3. How to apply for a new business license (1) ) If the business license is lost, the first step is to file an explanation in the newspaper. (2) The Industrial and Commercial Bureau shall handle the following procedures: 1. "Application for Company Change Registration" signed by the legal representative and stamped by the company's official seal. 2. "Certificate of Designated Representative or Authorized Agent" stamped by the company. 3. A limited liability company submits a resolution to the shareholders' meeting, which must be stamped (for unit shareholders) or signed (for natural person shareholders). A joint stock company shall submit resolutions (meeting minutes) of the general meeting of shareholders, which shall be signed by the host of the meeting and the directors attending the general meeting of shareholders. A wholly state-owned company shall submit the decision of the State-owned Assets Supervision and Administration Commission or the resolution of the board of directors in accordance with the provisions and procedures of the Company Law and the company's articles of association. The decisions of the State-owned Assets Supervision and Administration Commission are stamped with the official seal of the State-owned Assets Supervision and Administration Commission; the resolutions of the board of directors are signed by the directors.
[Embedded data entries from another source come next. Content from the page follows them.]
//! Release manifest assembly
//!
//! Only GOOD assets are released. Each one is projected onto a fixed field
//! set, normalized, and stamped with its artifact's modification time.
//! Entry order follows the input order, which callers take from
//! [`Project::assets`] (masks first, then combos, sorted by path).

use crate::aggregate::aggregate;
use crate::classify::classify;
use maskforge_core::{ForgeError, Result};
use maskforge_meta::{paths, AssetMetadata, MetadataStore, Project};
use serde::{Deserialize, Serialize};
use std::fs;
use std::path::{Path, PathBuf};
use std::time::UNIX_EPOCH;

/// One released asset as written to the manifest
#[derive(Debug, Clone, PartialEq, Eq, Serialize, Deserialize)]
pub struct ManifestEntry {
    pub name: String,
    pub uuid: String,
    pub description: String,
    pub author: String,
    pub tags: String,
    pub category: String,
    pub tier: u8,
    pub is_vip: bool,
    pub is_intro: bool,
    /// Artifact modification time, seconds since the Unix epoch
    pub modtime: i64,
}

/// A manifest entry together with the files it was made from
#[derive(Debug, Clone)]
pub struct ReleaseItem {
    pub asset: PathBuf,
    pub artifact: PathBuf,
    pub entry: ManifestEntry,
}

fn strip_line_breaks(s: &str) -> String {
    s.chars().filter(|c| *c != '\n' && *c != '\r').collect()
}

/// Split on commas, trim each token, drop empty ones, rejoin without spaces
fn tighten_list(s: &str) -> String {
    s.split(',')
        .map(str::trim)
        .filter(|t| !t.is_empty())
        .collect::<Vec<_>>()
        .join(",")
}

fn modtime(path: &Path) -> Option<i64> {
    let modified = fs::metadata(path).and_then(|m| m.modified()).ok()?;
    let secs = match modified.duration_since(UNIX_EPOCH) {
        Ok(d) => d.as_secs() as i64,
        Err(e) => -(e.duration().as_secs() as i64),
    };
    Some(secs)
}

/// Project metadata onto the manifest field set and normalize it.
///
/// `derived` replaces tags and author (combos use their children's).
pub fn normalize_entry(
    metadata: &AssetMetadata,
    derived: Option<(&str, &str)>,
    modtime: i64,
) -> ManifestEntry {
    let (tags, author) = derived.unwrap_or((metadata.tags.as_str(), metadata.author.as_str()));
    let category = metadata
        .effective_category()
        .map(|c| c.as_str().to_lowercase())
        .unwrap_or_default();

    ManifestEntry {
        name: strip_line_breaks(&metadata.name).trim().to_string(),
        uuid: metadata.uuid().to_string(),
        description: strip_line_breaks(&metadata.description),
        author: tighten_list(&strip_line_breaks(author)),
        tags: tighten_list(&strip_line_breaks(tags).to_lowercase()),
        category,
        tier: metadata.tier.map(|t| t.get()).unwrap_or_default(),
        is_vip: metadata.is_vip,
        is_intro: metadata.is_intro,
        modtime,
    }
}

/// Select GOOD assets and build their manifest entries, in input order.
///
/// An asset whose artifact does not exist cannot be released and is skipped
/// with a warning.
pub fn prepare_release(
    project: &Project,
    store: &MetadataStore,
    assets: &[(PathBuf, AssetMetadata)],
) -> Vec<ReleaseItem> {
    let mut items = Vec::new();
    for (asset, metadata) in assets {
        let classification = classify(metadata);
        if !classification.is_good() {
            tracing::debug!(asset = %asset.display(), state = %classification.state, "not released");
            continue;
        }

        let artifact = paths::artifact_path(asset);
        let Some(modtime) = modtime(&artifact) else {
            tracing::warn!(asset = %asset.display(), artifact = %artifact.display(), "artifact missing, not released");
            continue;
        };

        let entry = if metadata.is_combo() {
            let view = aggregate(project, store, metadata);
            normalize_entry(metadata, Some((view.tags.as_str(), view.author.as_str())), modtime)
        } else {
            normalize_entry(metadata, None, modtime)
        };

        items.push(ReleaseItem {
            asset: asset.clone(),
            artifact,
            entry,
        });
    }
    items
}

pub fn build_manifest(
    project: &Project,
    store: &MetadataStore,
    assets: &[(PathBuf, AssetMetadata)],
) -> Vec<ManifestEntry> {
    prepare_release(project, store, assets)
        .into_iter()
        .map(|item| item.entry)
        .collect()
}

/// Every asset in the project with loadable metadata, in enumeration order
pub fn load_assets(
    project: &Project,
    store: &MetadataStore,
) -> Result<Vec<(PathBuf, AssetMetadata)>> {
    let mut assets = Vec::new();
    for asset in project.assets()? {
        match store.load(&asset) {
            Ok(meta) => assets.push((asset, meta)),
            Err(e) => tracing::debug!(asset = %asset.display(), error = %e, "skipping asset"),
        }
    }
    Ok(assets)
}

/// Write the manifest as a single JSON document
pub fn write_manifest(path: &Path, entries: &[ManifestEntry]) -> Result<()> {
    let content = serde_json::to_string_pretty(entries)?;
    if let Some(parent) = path.parent() {
        fs::create_dir_all(parent).map_err(|e| ForgeError::persistence(parent, e))?;
    }
    fs::write(path, content).map_err(|e| ForgeError::persistence(path, e))?;
    tracing::info!(path = %path.display(), entries = entries.len(), "wrote release manifest");
    Ok(())
}

#[cfg(test)]
mod tests {
    use super::*;
    use crate::testutil::{at, good_metadata, temp_dir, write_at};
    use maskforge_meta::AssetKind;

    #[test]
    fn test_normalization() {
        let mut meta = good_metadata(AssetKind::Mask, "  Fox\r\n ");
        meta.tags = "Foo, Bar, ".to_string();
        meta.author = " Ana, Bo ".to_string();
        meta.description = "line one\nline two".to_string();
        meta.is_vip = true;

        let entry = normalize_entry(&meta, None, 42);
        assert_eq!(entry.tags, "foo,bar");
        assert_eq!(entry.category, "eyes");
        assert_eq!(entry.name, "Fox");
        assert_eq!(entry.author, "Ana,Bo");
        assert_eq!(entry.description, "line oneline two");
        assert_eq!(entry.tier, 1);
        assert!(entry.is_vip);
        assert_eq!(entry.modtime, 42);
        assert_eq!(entry.uuid, meta.uuid().to_string());
    }

    #[test]
    fn test_combo_category() {
        let meta = good_metadata(AssetKind::Combo, "Duo");
        assert_eq!(normalize_entry(&meta, Some(("a,b", "Ana")), 0).category, "combo");
    }

    #[test]
    fn test_field_order_in_json() {
        let entry = normalize_entry(&good_metadata(AssetKind::Mask, "Fox"), None, 7);
        let json = serde_json::to_string(&entry).unwrap();
        let keys = [
            "\"name\"", "\"uuid\"", "\"description\"", "\"author\"", "\"tags\"",
            "\"category\"", "\"tier\"", "\"is_vip\"", "\"is_intro\"", "\"modtime\"",
        ];
        let positions: Vec<usize> = keys.iter().map(|k| json.find(k).unwrap()).collect();
        assert!(positions.windows(2).all(|w| w[0] < w[1]));
    }

    #[test]
    fn test_modtime_from_artifact() {
        let dir = temp_dir("release");
        let project = Project::new(&dir);
        let store = MetadataStore::new();
        let fox = dir.join("fox.fbx");
        write_at(&dir.join("fox.json"), "{}", at(25));

        let assets = vec![(fox, good_metadata(AssetKind::Mask, "Fox"))];
        let entries = build_manifest(&project, &store, &assets);
        assert_eq!(entries.len(), 1);
        assert_eq!(entries[0].modtime, 1_700_000_025);

        fs::remove_dir_all(&dir).ok();
    }

    #[test]
    fn test_missing_artifact_not_released() {
        let dir = temp_dir("release");
        let project = Project::new(&dir);
        let store = MetadataStore::new();
        let assets = vec![(dir.join("fox.fbx"), good_metadata(AssetKind::Mask, "Fox"))];
        assert!(build_manifest(&project, &store, &assets).is_empty());
        fs::remove_dir_all(&dir).ok();
    }

    #[test]
    fn test_end_to_end_manifest() {
        let dir = temp_dir("release");
        let project = Project::new(&dir);
        let store = MetadataStore::new();

        let mut fox = good_metadata(AssetKind::Mask, "Fox");
        fox.tags = "fox, ears".to_string();
        fox.author = "Ana".to_string();
        let mut cat = good_metadata(AssetKind::Mask, "Cat");
        cat.tags = "cat,ears".to_string();
        cat.author = "Bo".to_string();
        let mut owl = good_metadata(AssetKind::Mask, "Owl");
        owl.description.clear();

        for (name, meta) in [("fox", &fox), ("cat", &cat), ("owl", &owl)] {
            let source = dir.join(format!("masks/{}.fbx", name));
            write_at(&source, "fbx", at(0));
            store.save(&source, meta).unwrap();
            write_at(&dir.join(format!("masks/{}.json", name)), "{}", at(10));
        }

        let duo_path = dir.join("combos/duo.json");
        let mut duo = good_metadata(AssetKind::Combo, "Duo");
        duo.tags = "authored,tags".to_string();
        duo.author = "Nobody".to_string();
        duo.add_combo_mask("masks/fox.fbx").unwrap();
        duo.add_combo_mask("masks/cat.fbx").unwrap();
        store.save(&duo_path, &duo).unwrap();
        write_at(&duo_path, "{}", at(20));

        let assets = load_assets(&project, &store).unwrap();
        assert_eq!(assets.len(), 4);
        let items = prepare_release(&project, &store, &assets);
        let names: Vec<&str> = items.iter().map(|i| i.entry.name.as_str()).collect();
        assert_eq!(names, vec!["Cat", "Fox", "Duo"]);

        let combo = &items[2].entry;
        assert_eq!(combo.tags, "fox,ears,cat");
        assert_eq!(combo.author, "Ana,Bo");
        assert_eq!(combo.category, "combo");
        assert_eq!(items[2].artifact, duo_path);

        let manifest = dir.join("release/manifest.json");
        let entries: Vec<ManifestEntry> = items.into_iter().map(|i| i.entry).collect();
        write_manifest(&manifest, &entries).unwrap();
        let read_back: Vec<ManifestEntry> =
            serde_json::from_str(&fs::read_to_string(&manifest).unwrap()).unwrap();
        assert_eq!(read_back, entries);

        fs::remove_dir_all(&dir).ok();
    }
}
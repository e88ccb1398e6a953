//! Dependency resolution
//!
//! Missing files are data, not errors: the resolver never fails, it reports
//! what it could not find by a name the user recognizes.

use maskforge_meta::{paths, AssetKind, AssetMetadata, Project};
use serde::Serialize;
use std::collections::BTreeSet;
use std::path::{Path, PathBuf};

#[derive(Debug, Clone, Default, PartialEq, Eq, Serialize)]
pub struct DependencySet {
    /// Resolved paths that exist on disk
    pub present: BTreeSet<PathBuf>,
    /// Logical names (addition names, child references) that could not be found
    pub missing: BTreeSet<String>,
}

impl DependencySet {
    pub fn is_complete(&self) -> bool {
        self.missing.is_empty()
    }
}

/// Input files an asset's build reads, resolved to paths.
///
/// Each entry pairs a path with the logical name reported when it is absent.
pub(crate) fn declared_inputs(
    project: &Project,
    asset: &Path,
    metadata: &AssetMetadata,
) -> Vec<(PathBuf, String)> {
    match metadata.kind {
        AssetKind::Mask => {
            let base = asset.parent().unwrap_or_else(|| Path::new(""));
            metadata
                .additions
                .iter()
                .flat_map(|addition| {
                    let files = addition.referenced_files();
                    let single = files.len() == 1;
                    files.into_iter().map(move |file| {
                        let logical = if addition.name.trim().is_empty() {
                            file.clone()
                        } else if single {
                            addition.name.clone()
                        } else {
                            format!("{} ({})", addition.name, file)
                        };
                        (base.join(file.replace('\\', "/")), logical)
                    })
                })
                .collect()
        }
        AssetKind::Combo => metadata
            .masks
            .iter()
            .map(|reference| {
                let child = project.resolve_reference(reference);
                (paths::artifact_path(&child), reference.clone())
            })
            .collect(),
    }
}

/// Enumerate the files `asset` depends on and test each for existence.
pub fn resolve_dependencies(
    project: &Project,
    asset: &Path,
    metadata: &AssetMetadata,
) -> DependencySet {
    let mut deps = DependencySet::default();
    for (path, logical) in declared_inputs(project, asset, metadata) {
        if path.is_file() {
            deps.present.insert(path);
        } else {
            tracing::debug!(asset = %asset.display(), missing = %logical, "dependency not found");
            deps.missing.insert(logical);
        }
    }
    deps
}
A one-person limited company submits a written decision to shareholders, which must be stamped (legal person shareholders) or signed (natural person shareholders). 4. If it is a subsidiary of an enterprise group, and the name is named after the name or abbreviation of the enterprise group, a copy of the "Enterprise Group Registration Certificate" stamped with the seal of the enterprise group's parent company should be submitted; if it is a joint-stock company, it should also be submitted to the enterprise group management Proof of institutional consent. 5. If laws and administrative regulations stipulate that the change of company name must be submitted for approval, a copy of the relevant approval document or license certificate must be submitted. 6. New articles of association or amendments to the articles of association signed by the legal representative. 7. A copy of the company's "Enterprise Legal Person Business License". The above is a detailed introduction to the relevant knowledge about the rules for duplication of company names. It should be noted that within the jurisdiction of the registration authority, the name must not be the same as or similar to the name of a registered company in the same industry.